In order to understand the methodological revolution brought about in the sphere of culturology one must compare Bakhtin with E.V. Il'enkov. Both men worked for the revival of dialectics, which had been reduced in the textbooks to a collection of examples (something to which Engels himself objected), and for its transformation into a way of thinking. Whereas Bakhtin’s dialectics were rooted in the New Testament, Il'enkov’s goes back to Marx’s Capital. The culturologists of the seventies — being of a different generation, a different education, a different training — did not share Bakhtin’s religious ideas, although they seized upon his scientific conclusions. A demand arose for a methodological ‘correction’ of Bakhtin’s philosophy ‘in accordance with Marx’. (Here a role was played by Il'enkov’s works, which were examples of serious scientific thinking.)

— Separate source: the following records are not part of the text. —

use chrono::{DateTime, Utc};
use serde::{Deserialize, Serialize};

/// Temperature used for the central sphere when no snapshot is available.
pub const FALLBACK_TEMP_C: f32 = 20.0;

#[derive(Debug, Clone, PartialEq, Eq, Serialize, Deserialize)]
pub struct WeatherCondition {
    pub main: String,
    #[serde(default)]
    pub description: String,
}

impl WeatherCondition {
    pub fn new(main: impl Into<String>, description: impl Into<String>) -> Self {
        Self {
            main: main.into(),
            description: description.into(),
        }
    }
}

/// One reading of current conditions, shaped like the `current` block of an
/// OpenWeather One Call response.
#[derive(Debug, Clone, PartialEq, Serialize, Deserialize)]
pub struct WeatherSnapshot {
    pub temp: f32,
    #[serde(default)]
    pub feels_like: f32,
    #[serde(default)]
    pub humidity: f32,
    #[serde(default)]
    pub pressure: f32,
    #[serde(default)]
    pub dew_point: f32,
    #[serde(default)]
    pub uvi: f32,
    #[serde(default)]
    pub clouds: Option<f32>,
    #[serde(default)]
    pub visibility: f32,
    #[serde(default)]
    pub wind_speed: f32,
    #[serde(default)]
    pub wind_deg: f32,
    #[serde(default)]
    pub sunrise: i64,
    #[serde(default)]
    pub sunset: i64,
    #[serde(default)]
    pub weather: Vec<WeatherCondition>,
}

impl WeatherSnapshot {
    #[must_use]
    pub fn primary_condition(&self) -> Option<&WeatherCondition> {
        self.weather.first()
    }

    /// Lower-cased `main` of the primary condition.
    #[must_use]
    pub fn condition_key(&self) -> Option<String> {
        self.primary_condition()
            .map(|condition| condition.main.trim().to_lowercase())
    }

    #[must_use]
    pub fn is_raining(&self) -> bool {
        self.condition_key()
            .is_some_and(|main| main.contains("rain"))
    }

    /// Cloud cover percentage, `0.0` when the reading carries none.
    #[must_use]
    pub fn cloud_cover(&self) -> f32 {
        self.clouds.unwrap_or(0.0)
    }

    #[must_use]
    pub fn day_phase(&self, now: DateTime<Utc>) -> DayPhase {
        let now = now.timestamp();
        DayPhase::from_is_day(now > self.sunrise && now < self.sunset)
    }
}

#[derive(Debug, Clone, Copy, PartialEq, Eq, Default, Serialize, Deserialize)]
pub enum DayPhase {
    #[default]
    Day,
    Night,
}

impl DayPhase {
    #[must_use]
    pub fn from_is_day(is_day: bool) -> Self {
        if is_day { Self::Day } else { Self::Night }
    }

    #[must_use]
    pub fn is_day(self) -> bool {
        self == Self::Day
    }

    /// Phase for an optional snapshot; with nothing to go on the scene stays in daylight.
    #[must_use]
    pub fn for_snapshot(snapshot: Option<&WeatherSnapshot>, now: DateTime<Utc>) -> Self {
        snapshot.map_or(Self::Day, |snapshot| snapshot.day_phase(now))
    }
}

#[must_use]
pub fn rain_present(snapshot: Option<&WeatherSnapshot>) -> bool {
    snapshot.is_some_and(WeatherSnapshot::is_raining)
}
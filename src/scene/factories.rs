#![allow(
    clippy::cast_possible_truncation,
    clippy::cast_sign_loss,
    clippy::cast_precision_loss
)]

//! One factory per visual phenomenon. Factories share no state: everything they
//! need arrives as an argument, and randomness comes from the caller's generator.

use std::{f32::consts::TAU, ops::Range};

use glam::Vec3;
use rand::Rng;

use crate::domain::{
    palette::{Rgb, color_for_temperature},
    weather::DayPhase,
};
use crate::scene::{
    SceneElement,
    geometry::{
        Blending, Material, Mesh, MeshGroup, PointCloud, PointMaterial, Shading, SphereGeometry,
    },
    resources::ResourceLedger,
};

pub const STAR_COUNT: usize = 200;
pub const STAR_SHELL: Range<f32> = 8.0..13.0;
pub const STAR_BASE_SIZE: Range<f32> = 0.05..0.15;

pub const ATMOSPHERE_COUNT: usize = 300;
pub const ATMOSPHERE_SHELL: Range<f32> = 2.5..4.0;

pub const CLOUD_THRESHOLD: f32 = 20.0;
pub const CLOUD_COVER_PER_CLOUD: f32 = 15.0;
pub const CLOUD_RADIUS: Range<f32> = 0.4..1.0;
pub const CLOUD_OPACITY: Range<f32> = 0.2..0.5;

pub const RAIN_COUNT: usize = 150;
pub const RAIN_HEIGHT: Range<f32> = 4.0..8.0;

pub const TERRAIN_COUNT: usize = 4;

pub const SPHERE_RADIUS: f32 = 2.0;
pub const SPHERE_REST_Y: f32 = 1.0;

pub const SUN_RADIUS: f32 = 1.5;
pub const MOON_RADIUS: f32 = 1.2;

/// HSL baseline for atmosphere particles: hue, saturation, lightness floor.
#[derive(Debug, Clone, Copy, PartialEq)]
pub struct AtmosphereTone {
    pub hue: f32,
    pub saturation: f32,
    pub lightness: f32,
    /// Width of the random lightness band above `lightness`.
    pub jitter: f32,
    /// Hue shift applied at 50° by the weather refresh.
    pub hue_shift: f32,
}

impl AtmosphereTone {
    #[must_use]
    pub fn for_phase(phase: DayPhase) -> Self {
        match phase {
            DayPhase::Day => Self {
                hue: 0.6,
                saturation: 0.8,
                lightness: 0.7,
                jitter: 0.2,
                hue_shift: 0.3,
            },
            DayPhase::Night => Self {
                hue: 0.7,
                saturation: 0.6,
                lightness: 0.4,
                jitter: 0.2,
                hue_shift: 0.2,
            },
        }
    }

    pub fn sample<R: Rng>(&self, hue: f32, rng: &mut R) -> Rgb {
        let lightness = self.lightness + rng.random::<f32>() * self.jitter;
        Rgb::from_hsl(hue, self.saturation, lightness)
    }
}

/// Uniform point on a spherical shell; `acos` on the polar angle keeps the poles sparse.
pub fn sample_shell<R: Rng>(radius: Range<f32>, rng: &mut R) -> Vec3 {
    let r = rng.random_range(radius);
    let theta = rng.random::<f32>() * TAU;
    let phi = (2.0 * rng.random::<f32>() - 1.0).clamp(-1.0, 1.0).acos();
    Vec3::new(
        r * phi.sin() * theta.cos(),
        r * phi.sin() * theta.sin(),
        r * phi.cos(),
    )
}

/// `floor(cover / 15)`, never negative.
#[must_use]
pub fn cloud_count(cover: f32) -> usize {
    let count = (cover / CLOUD_COVER_PER_CLOUD).floor();
    if count.is_nan() || count <= 0.0 {
        0
    } else {
        count as usize
    }
}

#[must_use]
pub fn clouds_visible(cover: Option<f32>) -> bool {
    cover.is_some_and(|cover| cover > CLOUD_THRESHOLD)
}

#[must_use]
pub fn cloud_color(phase: DayPhase) -> Rgb {
    match phase {
        DayPhase::Day => Rgb::WHITE,
        DayPhase::Night => Rgb::from_hex(0xaa_aa_aa),
    }
}

#[must_use]
pub fn sun(ledger: &ResourceLedger) -> SceneElement {
    SceneElement::Sun(Mesh::new(
        SphereGeometry::smooth(SUN_RADIUS),
        Material {
            color: Rgb::from_hex(0xff_eb_3b),
            opacity: 0.9,
            shading: Shading::Unlit,
        },
        Vec3::new(8.0, 6.0, -5.0),
        ledger,
    ))
}

#[must_use]
pub fn moon(ledger: &ResourceLedger) -> SceneElement {
    SceneElement::Moon(Mesh::new(
        SphereGeometry::smooth(MOON_RADIUS),
        Material {
            color: Rgb::from_hex(0xe8_ea_f6),
            opacity: 0.8,
            shading: Shading::Unlit,
        },
        Vec3::new(-8.0, 6.0, -5.0),
        ledger,
    ))
}

#[must_use]
pub fn celestial_body(phase: DayPhase, ledger: &ResourceLedger) -> SceneElement {
    match phase {
        DayPhase::Day => sun(ledger),
        DayPhase::Night => moon(ledger),
    }
}

pub fn starfield<R: Rng>(ledger: &ResourceLedger, rng: &mut R) -> SceneElement {
    let mut positions = Vec::with_capacity(STAR_COUNT);
    let mut sizes = Vec::with_capacity(STAR_COUNT);
    for _ in 0..STAR_COUNT {
        positions.push(sample_shell(STAR_SHELL, rng));
        sizes.push(rng.random_range(STAR_BASE_SIZE));
    }

    let material = PointMaterial {
        color: Rgb::WHITE,
        size: 0.05,
        opacity: 0.8,
        blending: Blending::Normal,
    };
    SceneElement::Stars(PointCloud::new(positions, material, ledger).with_sizes(sizes))
}

pub fn atmosphere<R: Rng>(phase: DayPhase, ledger: &ResourceLedger, rng: &mut R) -> SceneElement {
    let tone = AtmosphereTone::for_phase(phase);
    let mut positions = Vec::with_capacity(ATMOSPHERE_COUNT);
    let mut colors = Vec::with_capacity(ATMOSPHERE_COUNT);
    for _ in 0..ATMOSPHERE_COUNT {
        positions.push(sample_shell(ATMOSPHERE_SHELL, rng));
        colors.push(tone.sample(tone.hue, rng));
    }

    let material = PointMaterial {
        color: Rgb::WHITE,
        size: 0.03,
        opacity: if phase.is_day() { 0.4 } else { 0.3 },
        blending: Blending::Additive,
    };
    SceneElement::Atmosphere(PointCloud::new(positions, material, ledger).with_colors(colors))
}

#[must_use]
pub fn temperature_sphere(temp: f32, phase: DayPhase, ledger: &ResourceLedger) -> SceneElement {
    SceneElement::Sphere(Mesh::new(
        SphereGeometry::smooth(SPHERE_RADIUS),
        Material {
            color: color_for_temperature(temp, phase),
            opacity: 0.9,
            shading: Shading::Lit,
        },
        Vec3::new(0.0, SPHERE_REST_Y, 0.0),
        ledger,
    ))
}

pub fn clouds<R: Rng>(
    cover: f32,
    phase: DayPhase,
    ledger: &ResourceLedger,
    rng: &mut R,
) -> SceneElement {
    let children = (0..cloud_count(cover))
        .map(|_| {
            let geometry = SphereGeometry::new(rng.random_range(CLOUD_RADIUS), 6, 6);
            let material = Material {
                color: cloud_color(phase),
                opacity: rng.random_range(CLOUD_OPACITY),
                shading: Shading::Lit,
            };
            let position = Vec3::new(
                rng.random_range(-3.0..3.0),
                rng.random_range(2.5..4.0),
                rng.random_range(-3.0..3.0),
            );
            Mesh::new(geometry, material, position, ledger)
        })
        .collect();
    SceneElement::Clouds(MeshGroup::new(children))
}

pub fn rain<R: Rng>(phase: DayPhase, ledger: &ResourceLedger, rng: &mut R) -> SceneElement {
    let positions = (0..RAIN_COUNT)
        .map(|_| {
            Vec3::new(
                rng.random_range(-4.0..4.0),
                rng.random_range(RAIN_HEIGHT),
                rng.random_range(-4.0..4.0),
            )
        })
        .collect();
    let material = PointMaterial {
        color: match phase {
            DayPhase::Day => Rgb::from_hex(0x66_66_ff),
            DayPhase::Night => Rgb::from_hex(0xaa_aa_ff),
        },
        size: 0.015,
        opacity: 0.7,
        blending: Blending::Normal,
    };
    SceneElement::Rain(PointCloud::new(positions, material, ledger))
}

pub fn terrain<R: Rng>(phase: DayPhase, ledger: &ResourceLedger, rng: &mut R) -> SceneElement {
    let color = match phase {
        DayPhase::Day => Rgb::from_hex(0x4c_af_50),
        DayPhase::Night => Rgb::from_hex(0x2e_7d_32),
    };
    let children = (0..TERRAIN_COUNT)
        .map(|_| {
            let geometry = SphereGeometry::new(rng.random_range(0.3..0.7), 8, 6);
            let material = Material {
                color,
                opacity: 0.8,
                shading: Shading::Lit,
            };
            let position = Vec3::new(
                rng.random_range(-5.0..5.0),
                rng.random_range(-2.0..-1.0),
                rng.random_range(-5.0..5.0),
            );
            Mesh::new(geometry, material, position, ledger)
        })
        .collect();
    SceneElement::Terrain(MeshGroup::new(children))
}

The new school, following Bakhtin, formulated the fundamental conclusions of the theory of dialogue. First and foremost they formed the view that ordinary dialectics — the universal theory of development of nature and society — is inadequate for the explanation of thought. Thinking is more than dialectical, it is dialogical. It is not enough to establish the presence of ‘two sides’ to every concept, its inner contradictoriness. The contradictions of thought are much more fundamental. Creative thinking is based not on conflict between a thesis and the antithesis that this engenders, but on conflict between two initial theses, resulting in a synthesis. Consequently, all cognition is dialogical, and the cognition of culture especially so. But for dialogue, as we know, two sides are needed. It is necessary to recognize the cultural sovereignty of the past. ‘Unless we realize that,’ said Batkin in his famous lectures on Leonardo de Vinci, ‘we cannot comprehend the originality and distinctiveness of our own epoch and our own method. The present is not the absolute criterion for history…’55
New tasks arise from this. We have to understand the culture of the past as a whole, as an independent system, and development not as a process of steady advance but as a more complex accumulation of historical experience through a dialogue of cultures. In his lecture on Leonardo, Batkin declared against the traditional academic idealizing of the past, against reverential ‘rounding off and excision of contradictions. For him it was important to know not only what people thought but also how they thought, and not only to establish this but also to understand it.
Here one finds oneself recalling Bertolt Brecht, the playwright — or rather the theoretician — with his ‘alienation effect’, looking from the side, objectivizing. The method of the Moscow culturologists is based on a threefold dialectical alienation. First, alienation of one’s view of the past, purging it of stereotyped ideas, those prejudices about it which come naturally to us. The second alienation happens when, after jettisoning the most banal of our schemas, we still remain people of our own epoch and alienate the past itself, and then we sometimes see things that contemporaries did not see — when, to use Bakhtin’s own phrase, ‘we put to an alien,culture questions which it did not put to itself.’56 In this way we manage, now and then, to perceive new features in the culture of a past epoch. Thus, for example, the tragic nature of Leonardo’s personality was clear to Batkin although he himself did not realize this. Lastly we have alienation of our own time: in studying the past we begin to look in a new way at the present. The ‘alien’ culture puts its own questions to us.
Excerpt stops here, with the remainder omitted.